### Input material
/// Scalar numbers.
///
/// Defines `Scalar`, a real or complex number. Real arithmetic stays real for
/// precision and promotes to complex only when an operation leaves the real
/// domain, such as a negative base raised to a fractional power.
pub mod scalar;
/// Rectangular arrays.
///
/// Defines `MathArray`, an owned row-major buffer plus a shape, together with
/// the linear algebra the evaluator needs: products, determinants, inverses
/// and transposes.
pub mod array;
/// Shape descriptions.
///
/// Produces the exact phrases used in shape error messages, such as
/// `vector of length 3` or `matrix of shape (rows: 2, cols: 3)`.
pub mod shape;

/// The `Value` enum and its conversions.
pub mod core;
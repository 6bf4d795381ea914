use std::collections::BTreeMap;

use crate::{
    error::{ConfigError, ConfigResult},
    interpreter::{
        evaluator::core::{EvalOptions, Evaluator, Scope},
        value::core::Value,
    },
};

/// A variable computed from other variables of the same sample.
///
/// `depends` lists the names that must be resolved first. Variables read by
/// `formula` are waited on as well, so a short `depends` list still resolves
/// in the right order.
#[derive(Debug, Clone, PartialEq, Eq)]
pub struct DependentSampler {
    /// Names this variable is computed from.
    pub depends: Vec<String>,
    /// Formula giving the value.
    pub formula: String,
}

impl DependentSampler {
    /// Creates a dependent variable.
    pub fn new<S: Into<String>>(depends: impl IntoIterator<Item = S>,
                                formula: impl Into<String>)
                                -> Self {
        Self { depends: depends.into_iter().map(Into::into).collect(),
               formula: formula.into(), }
    }

    /// Names this variable waits on: the declared dependencies and every
    /// variable its formula reads.
    ///
    /// # Errors
    /// [`ConfigError::InvalidExpression`] when the formula does not parse.
    pub fn requirements(&self, scope: &Scope, evaluator: &Evaluator) -> ConfigResult<Vec<String>> {
        let parsed = evaluator.parse(&self.formula, &scope.suffix_names())
                              .map_err(|e| {
                                  ConfigError::InvalidExpression { expression: self.formula
                                                                                   .clone(),
                                                                   message:    e.to_string(), }
                              })?;

        let mut names = self.depends.clone();
        names.extend(parsed.names.variables.iter().cloned());
        names.sort();
        names.dedup();
        Ok(names)
    }

    fn evaluate(&self, scope: &Scope, evaluator: &Evaluator) -> ConfigResult<Value> {
        let options = EvalOptions::default();
        evaluator.evaluate(&self.formula, scope, &options)
                 .map(|(value, _)| value)
                 .map_err(|e| ConfigError::ReferenceEvaluation { expression: self.formula.clone(),
                                                                 message:    e.to_string(), })
    }
}

/// Resolves dependent variables into `scope`, in as many passes as needed.
///
/// Each pass computes every pending variable whose requirements are already
/// in the scope. A pass that resolves nothing means the remaining variables
/// wait on each other or on names that will never appear.
///
/// # Errors
/// - [`ConfigError::CircularDependency`] naming the unresolved variables.
/// - [`ConfigError::InvalidExpression`] or
///   [`ConfigError::ReferenceEvaluation`] when a formula fails.
///
/// # Example
/// ```
/// use std::collections::BTreeMap;
///
/// use mathgrader::{
///     interpreter::{evaluator::core::{Evaluator, Scope}, value::core::Value},
///     sampling::dependent::{DependentSampler, resolve_dependents},
/// };
///
/// let evaluator = Evaluator::new();
/// let mut scope = Scope::with_defaults().with_variable("x", 2.0);
/// let pending = BTreeMap::from([
///     ("z".to_string(), DependentSampler::new(["y"], "y + 1")),
///     ("y".to_string(), DependentSampler::new(["x"], "x^2")),
/// ]);
///
/// resolve_dependents(&pending, &mut scope, &evaluator).unwrap();
/// assert_eq!(scope.variables["z"], Value::from(5.0));
/// ```
pub fn resolve_dependents(pending: &BTreeMap<String, DependentSampler>,
                          scope: &mut Scope,
                          evaluator: &Evaluator)
                          -> ConfigResult<()> {
    let mut remaining = pending.iter()
                               .map(|(name, sampler)| {
                                   sampler.requirements(scope, evaluator)
                                          .map(|needs| (name.as_str(), sampler, needs))
                               })
                               .collect::<ConfigResult<Vec<_>>>()?;

    let mut pass = 0;
    while !remaining.is_empty() {
        pass += 1;
        let (ready, waiting): (Vec<_>, Vec<_>) =
            remaining.into_iter().partition(|(_, _, needs)| {
                                     needs.iter().all(|need| scope.variables.contains_key(need))
                                 });

        if ready.is_empty() {
            let names = waiting.iter().map(|(name, ..)| (*name).to_string()).collect();
            return Err(ConfigError::CircularDependency { names });
        }

        for (name, sampler, _) in ready {
            let value = sampler.evaluate(scope, evaluator)?;
            log::debug!("resolved dependent '{name}' = {value} in pass {pass}");
            scope.variables.insert(name.to_string(), value);
        }
        remaining = waiting;
    }

    Ok(())
}
use std::{
    collections::{BTreeSet, HashMap},
    sync::Arc,
};

use parking_lot::RwLock;

use crate::{
    ast::{Expr, UsedNames},
    error::ParseResult,
    interpreter::{brackets::validate_brackets, parser::core::parse_formula},
    util::text::strip_whitespace,
};

/// A successfully parsed formula together with the names it references.
#[derive(Debug, Clone, PartialEq)]
pub struct ParsedExpression {
    /// The formula with all whitespace removed.
    pub text:  String,
    /// The parse tree.
    pub tree:  Expr,
    /// Variables, functions and suffixes appearing in the tree.
    pub names: UsedNames,
}

type CacheKey = (String, Vec<String>);

/// A thread-safe cache of parsed formulas.
///
/// Keys are the whitespace-stripped formula together with the sorted suffix
/// names it was parsed under, since the suffix set changes how a formula
/// parses. Failed parses are not stored.
#[derive(Debug, Default)]
pub struct ParseCache {
    entries: RwLock<HashMap<CacheKey, Arc<ParsedExpression>>>,
}

impl ParseCache {
    /// Creates an empty cache.
    #[must_use]
    pub fn new() -> Self {
        Self::default()
    }

    /// Parses `formula`, returning a cached tree when one exists.
    ///
    /// Two calls with formulas that differ only in whitespace, under the same
    /// suffix set, return the same shared tree.
    ///
    /// # Example
    /// ```
    /// use std::{collections::BTreeSet, sync::Arc};
    ///
    /// use mathgrader::interpreter::cache::ParseCache;
    ///
    /// let cache = ParseCache::new();
    /// let suffixes = BTreeSet::new();
    /// let a = cache.parse("x + 1", &suffixes).unwrap();
    /// let b = cache.parse("x+1", &suffixes).unwrap();
    /// assert!(Arc::ptr_eq(&a, &b));
    /// assert_eq!(cache.len(), 1);
    /// ```
    pub fn parse(&self,
                 formula: &str,
                 suffixes: &BTreeSet<String>)
                 -> ParseResult<Arc<ParsedExpression>> {
        let text = strip_whitespace(formula);
        let key = (text, suffixes.iter().cloned().collect::<Vec<_>>());

        if let Some(hit) = self.entries.read().get(&key) {
            log::debug!("parse cache hit for '{}'", key.0);
            return Ok(Arc::clone(hit));
        }

        log::debug!("parse cache miss for '{}'", key.0);
        validate_brackets(formula)?;
        let tree = parse_formula(&key.0, suffixes)?;
        let names = tree.used_names();
        let parsed = Arc::new(ParsedExpression { text: key.0.clone(),
                                                 tree,
                                                 names });

        let mut entries = self.entries.write();
        let stored = entries.entry(key).or_insert(parsed);
        Ok(Arc::clone(stored))
    }

    /// Number of cached formulas.
    #[must_use]
    pub fn len(&self) -> usize {
        self.entries.read().len()
    }

    /// Returns `true` when nothing has been cached yet.
    #[must_use]
    pub fn is_empty(&self) -> bool {
        self.entries.read().is_empty()
    }

    /// Drops every cached formula.
    pub fn clear(&self) {
        self.entries.write().clear();
    }
}
use std::f64::consts::FRAC_PI_2;

use num_complex::Complex64;
use rand::Rng;

use crate::{
    error::{ConfigError, ConfigResult},
    interpreter::value::core::Value,
    util::num::{MAX_SAFE_INT, i64_to_f64},
};

/// A closed interval `[start, stop]` of real numbers.
#[derive(Debug, Clone, Copy, PartialEq)]
pub struct Interval {
    /// Lower end.
    pub start: f64,
    /// Upper end.
    pub stop:  f64,
}

impl Interval {
    /// Creates the interval `[start, stop]`.
    #[must_use]
    pub const fn new(start: f64, stop: f64) -> Self {
        Self { start, stop }
    }

    /// Draws a uniformly distributed number from the interval.
    ///
    /// # Example
    /// ```
    /// use mathgrader::sampling::scalar::Interval;
    /// use rand::{SeedableRng, rngs::StdRng};
    ///
    /// let mut rng = StdRng::seed_from_u64(7);
    /// let x = Interval::new(2.0, 3.0).sample(&mut rng);
    /// assert!((2.0..=3.0).contains(&x));
    /// ```
    pub fn sample<R: Rng + ?Sized>(&self, rng: &mut R) -> f64 {
        self.start + (self.stop - self.start) * rng.random::<f64>()
    }

    /// Checks that both ends are finite and in order.
    pub fn validate(&self, name: &str) -> ConfigResult<()> {
        if !self.start.is_finite() || !self.stop.is_finite() {
            return Err(ConfigError::sampling_set(name, "interval ends must be finite"));
        }
        if self.start > self.stop {
            return Err(ConfigError::sampling_set(name,
                                                 format!("interval start {} exceeds stop {}",
                                                         self.start, self.stop)));
        }
        Ok(())
    }
}

/// Sampling sets that produce a single number.
#[derive(Debug, Clone, PartialEq)]
pub enum ScalarSampler {
    /// A real number drawn uniformly from an interval.
    RealInterval(Interval),
    /// An integer drawn uniformly from an inclusive range.
    IntegerRange {
        /// Smallest value.
        start: i64,
        /// Largest value.
        stop:  i64,
    },
    /// One of a fixed list of values, each equally likely.
    DiscreteSet(Vec<Value>),
    /// A complex number with uniformly drawn real and imaginary parts.
    ComplexRectangle {
        /// Range of the real part.
        re: Interval,
        /// Range of the imaginary part.
        im: Interval,
    },
    /// A complex number with uniformly drawn modulus and argument.
    ComplexSector {
        /// Range of the modulus.
        modulus:  Interval,
        /// Range of the argument, in radians.
        argument: Interval,
    },
}

impl Default for ScalarSampler {
    /// Real numbers in `[1, 5]`.
    fn default() -> Self {
        Self::RealInterval(Interval::new(1.0, 5.0))
    }
}

impl ScalarSampler {
    /// Complex numbers with real and imaginary parts in `[1, 3]`.
    #[must_use]
    pub const fn complex_rectangle() -> Self {
        Self::ComplexRectangle { re: Interval::new(1.0, 3.0),
                                 im: Interval::new(1.0, 3.0), }
    }

    /// Complex numbers with modulus in `[1, 3]` and argument in `[0, π/2]`.
    #[must_use]
    pub const fn complex_sector() -> Self {
        Self::ComplexSector { modulus:  Interval::new(1.0, 3.0),
                              argument: Interval::new(0.0, FRAC_PI_2), }
    }

    /// Draws one value.
    pub fn sample<R: Rng + ?Sized>(&self, rng: &mut R) -> Value {
        match self {
            Self::RealInterval(interval) => Value::from(interval.sample(rng)),
            Self::IntegerRange { start, stop } => {
                Value::from(i64_to_f64(rng.random_range(*start..=*stop)))
            },
            Self::DiscreteSet(values) => {
                let index = rng.random_range(0..values.len());
                values[index].clone()
            },
            Self::ComplexRectangle { re, im } => {
                Value::from(Complex64::new(re.sample(rng), im.sample(rng)))
            },
            Self::ComplexSector { modulus, argument } => {
                Value::from(Complex64::from_polar(modulus.sample(rng), argument.sample(rng)))
            },
        }
    }

    /// Checks the set before any sampling happens, so that drawing never
    /// fails.
    pub fn validate(&self, name: &str) -> ConfigResult<()> {
        match self {
            Self::RealInterval(interval) => interval.validate(name),
            Self::IntegerRange { start, stop } => {
                if start > stop {
                    return Err(ConfigError::sampling_set(name,
                                                         format!("integer range start {start} \
                                                                  exceeds stop {stop}")));
                }
                if start.unsigned_abs() > MAX_SAFE_INT || stop.unsigned_abs() > MAX_SAFE_INT {
                    return Err(ConfigError::sampling_set(name, "integer range is too large"));
                }
                Ok(())
            },
            Self::DiscreteSet(values) => {
                if values.is_empty() {
                    return Err(ConfigError::sampling_set(name, "discrete set is empty"));
                }
                Ok(())
            },
            Self::ComplexRectangle { re, im } => {
                re.validate(name)?;
                im.validate(name)
            },
            Self::ComplexSector { modulus, argument } => {
                modulus.validate(name)?;
                argument.validate(name)?;
                if modulus.start < 0.0 {
                    return Err(ConfigError::sampling_set(name, "modulus must be non-negative"));
                }
                Ok(())
            },
        }
    }
}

### Exercise objective
Write out exactly the lines that fall from the line with "every cached formula." to the line with "each equally likely." in the records above, keeping both ends.

### Exercise response
    /// Drops every cached formula.
    pub fn clear(&self) {
        self.entries.write().clear();
    }
}
use std::f64::consts::FRAC_PI_2;

use num_complex::Complex64;
use rand::Rng;

use crate::{
    error::{ConfigError, ConfigResult},
    interpreter::value::core::Value,
    util::num::{MAX_SAFE_INT, i64_to_f64},
};

/// A closed interval `[start, stop]` of real numbers.
#[derive(Debug, Clone, Copy, PartialEq)]
pub struct Interval {
    /// Lower end.
    pub start: f64,
    /// Upper end.
    pub stop:  f64,
}

impl Interval {
    /// Creates the interval `[start, stop]`.
    #[must_use]
    pub const fn new(start: f64, stop: f64) -> Self {
        Self { start, stop }
    }

    /// Draws a uniformly distributed number from the interval.
    ///
    /// # Example
    /// ```
    /// use mathgrader::sampling::scalar::Interval;
    /// use rand::{SeedableRng, rngs::StdRng};
    ///
    /// let mut rng = StdRng::seed_from_u64(7);
    /// let x = Interval::new(2.0, 3.0).sample(&mut rng);
    /// assert!((2.0..=3.0).contains(&x));
    /// ```
    pub fn sample<R: Rng + ?Sized>(&self, rng: &mut R) -> f64 {
        self.start + (self.stop - self.start) * rng.random::<f64>()
    }

    /// Checks that both ends are finite and in order.
    pub fn validate(&self, name: &str) -> ConfigResult<()> {
        if !self.start.is_finite() || !self.stop.is_finite() {
            return Err(ConfigError::sampling_set(name, "interval ends must be finite"));
        }
        if self.start > self.stop {
            return Err(ConfigError::sampling_set(name,
                                                 format!("interval start {} exceeds stop {}",
                                                         self.start, self.stop)));
        }
        Ok(())
    }
}

/// Sampling sets that produce a single number.
#[derive(Debug, Clone, PartialEq)]
pub enum ScalarSampler {
    /// A real number drawn uniformly from an interval.
    RealInterval(Interval),
    /// An integer drawn uniformly from an inclusive range.
    IntegerRange {
        /// Smallest value.
        start: i64,
        /// Largest value.
        stop:  i64,
    },
    /// One of a fixed list of values, each equally likely.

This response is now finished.